BEGIN Records for processing

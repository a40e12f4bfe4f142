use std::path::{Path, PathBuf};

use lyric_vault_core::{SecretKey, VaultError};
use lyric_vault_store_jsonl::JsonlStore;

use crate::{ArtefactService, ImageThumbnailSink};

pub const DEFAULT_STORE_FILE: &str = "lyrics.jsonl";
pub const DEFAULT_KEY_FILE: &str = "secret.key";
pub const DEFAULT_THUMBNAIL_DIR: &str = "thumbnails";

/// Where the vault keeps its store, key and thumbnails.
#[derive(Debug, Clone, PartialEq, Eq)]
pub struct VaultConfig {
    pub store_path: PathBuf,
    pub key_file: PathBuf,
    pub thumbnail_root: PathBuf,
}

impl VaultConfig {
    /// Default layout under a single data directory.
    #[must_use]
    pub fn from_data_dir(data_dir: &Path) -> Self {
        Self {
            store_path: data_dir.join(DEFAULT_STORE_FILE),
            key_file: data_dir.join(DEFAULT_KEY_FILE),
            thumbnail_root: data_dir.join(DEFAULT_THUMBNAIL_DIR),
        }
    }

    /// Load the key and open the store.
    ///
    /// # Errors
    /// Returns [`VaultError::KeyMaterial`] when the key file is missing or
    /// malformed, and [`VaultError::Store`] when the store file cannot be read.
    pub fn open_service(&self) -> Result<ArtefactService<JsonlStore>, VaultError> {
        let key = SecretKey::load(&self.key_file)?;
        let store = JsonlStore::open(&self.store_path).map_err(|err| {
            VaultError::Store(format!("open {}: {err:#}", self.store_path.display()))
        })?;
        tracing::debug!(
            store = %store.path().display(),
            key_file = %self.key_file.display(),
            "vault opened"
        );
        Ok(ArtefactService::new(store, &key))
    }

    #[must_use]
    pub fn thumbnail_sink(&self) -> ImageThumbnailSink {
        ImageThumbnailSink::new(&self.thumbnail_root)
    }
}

END Records for processing

● **Task item**: Beginning with the line that contains "#[derive(Debug, Clone, PartialEq, Eq)]", each line of the records above through the last one must be printed word for word.

● **Exercise answer**:
#[derive(Debug, Clone, PartialEq, Eq)]
pub struct VaultConfig {
    pub store_path: PathBuf,
    pub key_file: PathBuf,
    pub thumbnail_root: PathBuf,
}

impl VaultConfig {
    /// Default layout under a single data directory.
    #[must_use]
    pub fn from_data_dir(data_dir: &Path) -> Self {
        Self {
            store_path: data_dir.join(DEFAULT_STORE_FILE),
            key_file: data_dir.join(DEFAULT_KEY_FILE),
            thumbnail_root: data_dir.join(DEFAULT_THUMBNAIL_DIR),
        }
    }

    /// Load the key and open the store.
    ///
    /// # Errors
    /// Returns [`VaultError::KeyMaterial`] when the key file is missing or
    /// malformed, and [`VaultError::Store`] when the store file cannot be read.
    pub fn open_service(&self) -> Result<ArtefactService<JsonlStore>, VaultError> {
        let key = SecretKey::load(&self.key_file)?;
        let store = JsonlStore::open(&self.store_path).map_err(|err| {
            VaultError::Store(format!("open {}: {err:#}", self.store_path.display()))
        })?;
        tracing::debug!(
            store = %store.path().display(),
            key_file = %self.key_file.display(),
            "vault opened"
        );
        Ok(ArtefactService::new(store, &key))
    }

    #[must_use]
    pub fn thumbnail_sink(&self) -> ImageThumbnailSink {
        ImageThumbnailSink::new(&self.thumbnail_root)
    }
}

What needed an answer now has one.